Wednesday, 10 October 2007

Hurrah (again) for Libby Purves

I've just been re-reading Libby Purves' Holy Smoke, subtitled Religion and Roots: A Personal Memoir. A wonderful book: very affecting. I suppose in essence it's a defence of religion, and in particular Catholicism, but it's so very well written. I think it's partly that Purves is intellectual, so there's nothing sloppy about it: she knows her doctrine and her CS Lewis. But she's also not afraid to have, and to declare, moral standards, and rigorous ones at one. It impressed me, and made me cry.

The bits of autobiography in it made me realise that Love Songs and Lies has quite a lot of her own life in it, and I think that may be why it doesn't quite come off as a novel: the first-person narrator doesn't quite convince, being a mixture of fact and fiction. Given the amount of thought I've now devoted to this novel, though, I have to admit that it made a strong impression.
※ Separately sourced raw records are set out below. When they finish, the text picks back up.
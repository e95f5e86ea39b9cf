use axum::http::Uri;
use axum::routing::get;
use axum::{Json, Router};
use tower::ServiceBuilder;
use tower_http::trace::TraceLayer;
use utoipa::OpenApi;

use crate::auth::BearerAuthLayer;
use crate::error::AppError;
use crate::middleware;
use crate::routes;
use crate::state::AppState;

#[derive(OpenApi)]
#[openapi(
    info(
        title = "Opsdeck API",
        version = "0.1.0",
        description = "Sync core of the ops dashboard: authoritative snapshot, sequenced push stream, agent and QA mutations, resilient assistant calls."
    ),
    paths(
        routes::health::health_check,
        routes::snapshot::get_snapshot,
        routes::snapshot::replace_snapshot,
        routes::events::stream_events,
        routes::agents::upsert_session,
        routes::agents::append_feed,
        routes::agents::upsert_command,
        routes::agents::dispatch_agent,
        routes::agents::post_message,
        routes::agents::decide_command,
        routes::agents::stop_agent,
        routes::qa::create_handoff,
        routes::qa::decide_handoff,
        routes::qa::list_handoffs,
        routes::qa::get_handoff,
        routes::jarvis::respond,
        routes::jarvis::speak,
    ),
    components(schemas(
        opsdeck_core::error::ApiError,
        opsdeck_core::model::Snapshot,
        opsdeck_core::model::SnapshotMeta,
        opsdeck_core::model::AgentSession,
        opsdeck_core::model::AgentFeedEntry,
        opsdeck_core::model::AgentPendingCommand,
        opsdeck_core::model::QaHandoff,
        opsdeck_core::envelope::StreamEnvelope,
        opsdeck_core::envelope::EventType,
        opsdeck_core::envelope::Heartbeat,
        opsdeck_core::cooldown::CooldownSnapshot,
        opsdeck_core::failure::FailureKind,
        routes::health::HealthResponse,
        routes::health::ConfigEcho,
        routes::health::ChannelHealth,
        routes::snapshot::SnapshotReplaced,
        routes::agents::Accepted,
        routes::agents::SessionUpsertRequest,
        routes::agents::FeedAppendRequest,
        routes::agents::CommandUpsertRequest,
        routes::agents::DispatchRequest,
        routes::agents::MessageRequest,
        routes::agents::CommandDecisionRequest,
        routes::agents::StopRequest,
        routes::qa::HandoffCreateRequest,
        routes::qa::HandoffDecisionRequest,
        routes::qa::HandoffListResponse,
        routes::qa::HandoffDetail,
        routes::jarvis::RespondRequest,
        routes::jarvis::RespondResponse,
        routes::jarvis::SpeakRequest,
        routes::jarvis::SpeakResponse,
    )),
    modifiers(&SecurityAddon)
)]
pub struct ApiDoc;

struct SecurityAddon;

impl utoipa::Modify for SecurityAddon {
    fn modify(&self, openapi: &mut utoipa::openapi::OpenApi) {
        let components = openapi.components.get_or_insert_with(Default::default);
        components.add_security_scheme(
            "bearer_auth",
            utoipa::openapi::security::SecurityScheme::Http(
                utoipa::openapi::security::Http::new(
                    utoipa::openapi::security::HttpAuthScheme::Bearer,
                ),
            ),
        );
    }
}

async fn openapi_json() -> Json<utoipa::openapi::OpenApi> {
    Json(ApiDoc::openapi())
}

async fn not_found(uri: Uri) -> AppError {
    AppError::NotFound {
        resource: format!("route {}", uri.path()),
    }
}

pub fn build_router(state: AppState) -> Router {
    let cors_layer = middleware::cors::build_cors_layer(&state.config.cors_origins);
    let auth_layer = BearerAuthLayer::new(state.config.token_hash.clone());

    Router::new()
        .route("/openapi.json", get(openapi_json))
        .merge(routes::health::router())
        .merge(routes::snapshot::router())
        .merge(routes::events::router())
        .merge(routes::agents::router())
        .merge(routes::qa::router())
        .merge(routes::jarvis::router())
        .fallback(not_found)
        .layer(auth_layer)
        .layer(
            ServiceBuilder::new()
                .layer(TraceLayer::new_for_http())
                .layer(cors_layer),
        )
        .with_state(state)
}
In comparison, the last Joanna Trollope I read, Second Honeymoon, I looked at the spine of a couple of days later and found I couldn't recall a thing about it: not characters, not plot, not nothing.

Libby Purves has always cheered me up. Even when I had no intention of having children, I would read How Not To Have A Perfect Child just to be cheered by its good sense and decency: it restored my faith in human nature. Later, it made me realise that bringing up children might be more interesting -- in an intellectual sense, I suppose -- than I'd ever thought.
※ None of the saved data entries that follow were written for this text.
use std::collections::BTreeMap;

use chrono::{DateTime, Utc};
use serde::{Deserialize, Serialize};
use utoipa::ToSchema;
use uuid::Uuid;

/// Feed is a FIFO ring: the oldest entries fall off first.
pub const FEED_CAPACITY: usize = 500;
/// Pending commands evict the record with the oldest `updatedAt`.
pub const PENDING_COMMAND_CAPACITY: usize = 300;
/// QA handoffs evict the record with the oldest `updatedAt`.
pub const QA_HANDOFF_CAPACITY: usize = 500;

/// How an agent session is attached to the dashboard.
#[derive(Debug, Clone, Copy, Default, PartialEq, Eq, Serialize, Deserialize, ToSchema)]
#[serde(rename_all = "lowercase")]
pub enum AgentTransport {
    Cli,
    Local,
    Cloud,
    #[default]
    Unknown,
}

/// Session status. Any value may follow any other: the server projects what
/// collaborators report and never validates transitions.
#[derive(Debug, Clone, Copy, PartialEq, Eq, PartialOrd, Ord, Serialize, Deserialize, ToSchema)]
#[serde(rename_all = "lowercase")]
pub enum AgentStatus {
    Online,
    Busy,
    Idle,
    Waiting,
    Error,
    Offline,
}

impl AgentStatus {
    pub fn as_str(self) -> &'static str {
        match self {
            AgentStatus::Online => "online",
            AgentStatus::Busy => "busy",
            AgentStatus::Idle => "idle",
            AgentStatus::Waiting => "waiting",
            AgentStatus::Error => "error",
            AgentStatus::Offline => "offline",
        }
    }
}

#[derive(Debug, Clone, Copy, Default, PartialEq, Eq, Serialize, Deserialize, ToSchema)]
#[serde(rename_all = "lowercase")]
pub enum FeedLevel {
    #[default]
    Info,
    Warn,
    Error,
}

#[derive(Debug, Clone, Copy, Default, PartialEq, Eq, Serialize, Deserialize, ToSchema)]
#[serde(rename_all = "lowercase")]
pub enum CommandRisk {
    Low,
    #[default]
    Medium,
    High,
}

/// `pending` leads to one of the terminal states. Expiry is stamped by
/// collaborators; nothing here enforces it.
#[derive(Debug, Clone, Copy, Default, PartialEq, Eq, Serialize, Deserialize, ToSchema)]
#[serde(rename_all = "lowercase")]
pub enum CommandStatus {
    #[default]
    Pending,
    Approved,
    Rejected,
    Expired,
}

#[derive(Debug, Clone, Copy, Default, PartialEq, Eq, Serialize, Deserialize, ToSchema)]
#[serde(rename_all = "lowercase")]
pub enum HandoffStatus {
    #[default]
    Pending,
    Approved,
    Rejected,
}

/// An operator verdict on a pending command or QA handoff.
#[derive(Debug, Clone, Copy, PartialEq, Eq)]
pub enum Decision {
    Approve,
    Reject,
}

impl Decision {
    pub fn from_approve(approve: bool) -> Self {
        if approve { Decision::Approve } else { Decision::Reject }
    }

    pub fn command_status(self) -> CommandStatus {
        match self {
            Decision::Approve => CommandStatus::Approved,
            Decision::Reject => CommandStatus::Rejected,
        }
    }

    pub fn handoff_status(self) -> HandoffStatus {
        match self {
            Decision::Approve => HandoffStatus::Approved,
            Decision::Reject => HandoffStatus::Rejected,
        }
    }

    pub fn verb(self) -> &'static str {
        match self {
            Decision::Approve => "approved",
            Decision::Reject => "rejected",
        }
    }
}

/// Optional runtime details an agent reports about itself. Shared by
/// sessions and feed entries.
#[derive(Debug, Clone, Default, PartialEq, Serialize, Deserialize, ToSchema)]
#[serde(rename_all = "camelCase")]
pub struct AgentProfile {
    #[serde(default, skip_serializing_if = "Option::is_none")]
    pub service: Option<String>,
    #[serde(default, skip_serializing_if = "Option::is_none")]
    pub mode: Option<String>,
    #[serde(default, skip_serializing_if = "Option::is_none")]
    pub model: Option<String>,
    #[serde(default, skip_serializing_if = "Option::is_none")]
    pub tool_profile: Option<String>,
    #[serde(default, skip_serializing_if = "Vec::is_empty")]
    pub mcp_tools: Vec<String>,
}

/// One running coding agent, keyed by `session_id`.
#[derive(Debug, Clone, PartialEq, Serialize, Deserialize, ToSchema)]
#[serde(rename_all = "camelCase")]
pub struct AgentSession {
    pub session_id: String,
    pub agent_id: String,
    #[serde(default)]
    pub transport: AgentTransport,
    pub status: AgentStatus,
    #[serde(default)]
    pub summary: String,
    #[serde(flatten)]
    pub profile: AgentProfile,
    #[serde(default, skip_serializing_if = "Option::is_none")]
    pub workspace: Option<String>,
    #[serde(default, skip_serializing_if = "Option::is_none")]
    pub repository: Option<String>,
    #[serde(default, skip_serializing_if = "Option::is_none")]
    pub branch: Option<String>,
    /// Fixed by the first upsert of this session; later upserts cannot move it.
    pub started_at: DateTime<Utc>,
    pub last_heartbeat: DateTime<Utc>,
    pub updated_at: DateTime<Utc>,
}

/// Append-only feed line. `session_id` is a weak reference and may be absent
/// (operator messages, orchestration notices).
#[derive(Debug, Clone, PartialEq, Serialize, Deserialize, ToSchema)]
#[serde(rename_all = "camelCase")]
pub struct AgentFeedEntry {
    pub entry_id: String,
    #[serde(default, skip_serializing_if = "Option::is_none")]
    pub session_id: Option<String>,
    #[serde(default, skip_serializing_if = "Option::is_none")]
    pub agent_id: Option<String>,
    #[serde(default)]
    pub level: FeedLevel,
    pub message: String,
    #[serde(flatten)]
    pub profile: AgentProfile,
    #[serde(default, skip_serializing_if = "Option::is_none")]
    pub repository: Option<String>,
    #[serde(default, skip_serializing_if = "Option::is_none")]
    pub workspace: Option<String>,
    pub occurred_at: DateTime<Utc>,
}

impl AgentFeedEntry {
    /// A fresh entry with a generated UUIDv7 id, not tied to any session.
    pub fn new(level: FeedLevel, message: impl Into<String>) -> Self {
        Self {
            entry_id: Uuid::now_v7().to_string(),
            session_id: None,
            agent_id: None,
            level,
            message: message.into(),
            profile: AgentProfile::default(),
            repository: None,
            workspace: None,
            occurred_at: Utc::now(),
        }
    }

    /// Attribute the entry to `session`, copying its runtime details.
    pub fn for_session(mut self, session: &AgentSession) -> Self {
        self.session_id = Some(session.session_id.clone());
        self.agent_id = Some(session.agent_id.clone());
        self.profile = session.profile.clone();
        self.repository = session.repository.clone();
        self.workspace = session.workspace.clone();
        self
    }
}

/// A command an agent wants to run and an operator has to approve.
#[derive(Debug, Clone, PartialEq, Serialize, Deserialize, ToSchema)]
#[serde(rename_all = "camelCase")]
pub struct AgentPendingCommand {
    pub command_id: String,
    #[serde(default, skip_serializing_if = "Option::is_none")]
    pub session_id: Option<String>,
    #[serde(default, skip_serializing_if = "Option::is_none")]
    pub agent_id: Option<String>,
    pub command: String,
    #[serde(default, skip_serializing_if = "Option::is_none")]
    pub summary: Option<String>,
    #[serde(default)]
    pub risk: CommandRisk,
    #[serde(default)]
    pub status: CommandStatus,
    pub created_at: DateTime<Utc>,
    pub updated_at: DateTime<Utc>,
    #[serde(default, skip_serializing_if = "Option::is_none")]
    pub decided_at: Option<DateTime<Utc>>,
    #[serde(default, skip_serializing_if = "Option::is_none")]
    pub decided_by: Option<String>,
    #[serde(default, skip_serializing_if = "Option::is_none")]
    pub note: Option<String>,
    /// Set on commands synthesized for a QA handoff.
    #[serde(default, skip_serializing_if = "Option::is_none")]
    pub handoff_id: Option<String>,
}

/// Operator approval gate on a proposed change, mirrored onto exactly one
/// synthesized pending command (`linked_command_id`).
#[derive(Debug, Clone, PartialEq, Serialize, Deserialize, ToSchema)]
#[serde(rename_all = "camelCase")]
pub struct QaHandoff {
    pub handoff_id: String,
    pub linked_command_id: String,
    pub title: String,
    #[serde(default, skip_serializing_if = "Option::is_none")]
    pub summary: Option<String>,
    #[serde(default, skip_serializing_if = "Option::is_none")]
    pub session_id: Option<String>,
    #[serde(default, skip_serializing_if = "Option::is_none")]
    pub agent_id: Option<String>,
    #[serde(default, skip_serializing_if = "Option::is_none")]
    pub repository: Option<String>,
    #[serde(default, skip_serializing_if = "Option::is_none")]
    pub branch: Option<String>,
    #[serde(default, skip_serializing_if = "Option::is_none")]
    pub pull_request_url: Option<String>,
    #[serde(default)]
    pub status: HandoffStatus,
    pub created_at: DateTime<Utc>,
    pub updated_at: DateTime<Utc>,
    #[serde(default, skip_serializing_if = "Option::is_none")]
    pub decided_at: Option<DateTime<Utc>>,
    #[serde(default, skip_serializing_if = "Option::is_none")]
    pub decided_by: Option<String>,
    #[serde(default, skip_serializing_if = "Option::is_none")]
    pub note: Option<String>,
}

/// The command text synthesized for a QA handoff.
pub fn qa_approve_command(handoff_id: &str) -> String {
    format!("qa.approve {handoff_id}")
}

#[derive(Debug, Clone, PartialEq, Serialize, Deserialize, ToSchema)]
#[serde(rename_all = "camelCase")]
pub struct SnapshotMeta {
    pub generated_at: DateTime<Utc>,
    /// Process-wide monotonic counter; never reset while the server lives.
    pub sequence: u64,
    pub source: String,
    #[serde(default)]
    pub stream_connected: bool,
    #[serde(default)]
    pub stale: bool,
}

/// The aggregate the dashboard renders. The server owns the authoritative
/// copy; every viewer holds a reconciled clone.
#[derive(Debug, Clone, PartialEq, Serialize, Deserialize, ToSchema)]
#[serde(rename_all = "camelCase")]
pub struct Snapshot {
    /// Board items, passed through untouched.
    #[serde(default)]
    #[schema(value_type = Vec<Object>)]
    pub board: Vec<serde_json::Value>,
    #[serde(default)]
    #[schema(value_type = Vec<Object>)]
    pub ci_runs: Vec<serde_json::Value>,
    #[serde(default)]
    #[schema(value_type = Vec<Object>)]
    pub ci_jobs: Vec<serde_json::Value>,
    #[serde(default)]
    #[schema(value_type = Vec<Object>)]
    pub pull_requests: Vec<serde_json::Value>,
    #[serde(default)]
    pub sessions: Vec<AgentSession>,
    #[serde(default)]
    pub feed: Vec<AgentFeedEntry>,
    #[serde(default)]
    pub pending_commands: Vec<AgentPendingCommand>,
    #[serde(default)]
    pub qa_handoffs: Vec<QaHandoff>,
    pub meta: SnapshotMeta,
}

impl Snapshot {
    pub fn empty(source: impl Into<String>) -> Self {
        Self {
            board: Vec::new(),
            ci_runs: Vec::new(),
            ci_jobs: Vec::new(),
            pull_requests: Vec::new(),
            sessions: Vec::new(),
            feed: Vec::new(),
            pending_commands: Vec::new(),
            qa_handoffs: Vec::new(),
            meta: SnapshotMeta {
                generated_at: Utc::now(),
                sequence: 0,
                source: source.into(),
                stream_connected: false,
                stale: false,
            },
        }
    }

    pub fn session(&self, session_id: &str) -> Option<&AgentSession> {
        self.sessions.iter().find(|s| s.session_id == session_id)
    }

    pub fn pending_command(&self, command_id: &str) -> Option<&AgentPendingCommand> {
        self.pending_commands
            .iter()
            .find(|c| c.command_id == command_id)
    }

    pub fn qa_handoff(&self, handoff_id: &str) -> Option<&QaHandoff> {
        self.qa_handoffs.iter().find(|h| h.handoff_id == handoff_id)
    }

    /// The handoff whose synthesized command is `command_id`, if any.
    pub fn handoff_for_command(&self, command_id: &str) -> Option<&QaHandoff> {
        self.qa_handoffs
            .iter()
            .find(|h| h.linked_command_id == command_id)
    }

    /// Insert or replace by `session_id`. A replaced session keeps the
    /// `started_at` it was first seen with.
    pub fn upsert_session(&mut self, mut session: AgentSession) -> AgentSession {
        if let Some(existing) = self.session(&session.session_id) {
            session.started_at = existing.started_at;
        }
        upsert_by_key(&mut self.sessions, session.clone(), |s| &s.session_id);
        session
    }

    /// Append (or replace by `entry_id`) and trim the oldest entries past
    /// [`FEED_CAPACITY`]. Relative order of survivors is preserved.
    pub fn append_feed(&mut self, entry: AgentFeedEntry) {
        upsert_by_key(&mut self.feed, entry, |e| &e.entry_id);
        if self.feed.len() > FEED_CAPACITY {
            let overflow = self.feed.len() - FEED_CAPACITY;
            self.feed.drain(..overflow);
        }
    }

    pub fn upsert_pending_command(&mut self, command: AgentPendingCommand) {
        upsert_by_key(&mut self.pending_commands, command, |c| &c.command_id);
        evict_oldest_updated(&mut self.pending_commands, PENDING_COMMAND_CAPACITY, |c| {
            c.updated_at
        });
    }

    pub fn upsert_qa_handoff(&mut self, handoff: QaHandoff) {
        upsert_by_key(&mut self.qa_handoffs, handoff, |h| &h.handoff_id);
        evict_oldest_updated(&mut self.qa_handoffs, QA_HANDOFF_CAPACITY, |h| h.updated_at);
    }

    /// Apply every collection bound at once, e.g. after a bulk replace.
    pub fn enforce_bounds(&mut self) {
        if self.feed.len() > FEED_CAPACITY {
            let overflow = self.feed.len() - FEED_CAPACITY;
            self.feed.drain(..overflow);
        }
        evict_oldest_updated(&mut self.pending_commands, PENDING_COMMAND_CAPACITY, |c| {
            c.updated_at
        });
        evict_oldest_updated(&mut self.qa_handoffs, QA_HANDOFF_CAPACITY, |h| h.updated_at);
    }

    pub fn counts(&self) -> SnapshotCounts {
        let mut sessions_by_status = BTreeMap::new();
        for session in &self.sessions {
            *sessions_by_status.entry(session.status).or_insert(0) += 1;
        }
        SnapshotCounts {
            sessions: self.sessions.len(),
            sessions_by_status,
            pending_commands: self
                .pending_commands
                .iter()
                .filter(|c| c.status == CommandStatus::Pending)
                .count(),
            open_handoffs: self
                .qa_handoffs
                .iter()
                .filter(|h| h.status == HandoffStatus::Pending)
                .count(),
            feed_entries: self.feed.len(),
        }
    }
}

/// Aggregate counts used for status lines and the offline reply.
#[derive(Debug, Clone, Default, PartialEq, Eq)]
pub struct SnapshotCounts {
    pub sessions: usize,
    pub sessions_by_status: BTreeMap<AgentStatus, usize>,
    pub pending_commands: usize,
    pub open_handoffs: usize,
    pub feed_entries: usize,
}

impl SnapshotCounts {
    pub fn with_status(&self, status: AgentStatus) -> usize {
        self.sessions_by_status.get(&status).copied().unwrap_or(0)
    }
}

fn upsert_by_key<T, F>(items: &mut Vec<T>, item: T, key: F)
where
    F: Fn(&T) -> &String,
{
    match items.iter().position(|existing| key(existing) == key(&item)) {
        Some(index) => items[index] = item,
        None => items.push(item),
    }
}

fn evict_oldest_updated<T, F>(items: &mut Vec<T>, capacity: usize, updated_at: F)
where
    F: Fn(&T) -> DateTime<Utc>,
{
    while items.len() > capacity {
        let oldest = items
            .iter()
            .enumerate()
            .min_by_key(|(_, item)| updated_at(item))
            .map(|(index, _)| index);
        match oldest {
            Some(index) => {
                items.remove(index);
            }
            None => break,
        }
    }
}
Holy Smoke is a really convincing defence of religion. It makes me feel that it would be a lovely thing to be a Christian and do it properly: it would make life both simpler (in terms of moral choices) and more rich, and be rewarding; a source of comfort. A counsellor once told me that her happiest patients were Christians, and that seemed perfectly logical.

I could never overcome my Darwinist principles enough to truly believe, but if I can't accept Christianity intellectually, I think I can understand it emotionally. Having been a Catholic helps, of course, but mostly it's the music, and the words. Some hymns still choke me up. (Singing on Sunday with a not very musical congregation and an effortful organ, I still choked up at the lines 'A thousand ages in thy sight/Are like an evening gone.' I like the grandeur of those sentiments. The modern liturgy seems to have somewhat neglected grandeur. Possibly in favour of Relevance, which is almost always A Bad Thing.)

It's time to go to bed. I've been stacking all my books into alphabetical piles, but there are still lots of them. Maybe double-shelving them is the answer. As it took me two years in this house just to get them all out of the boxes, I don't know that shelves are going to happen any time soon. How long, how long?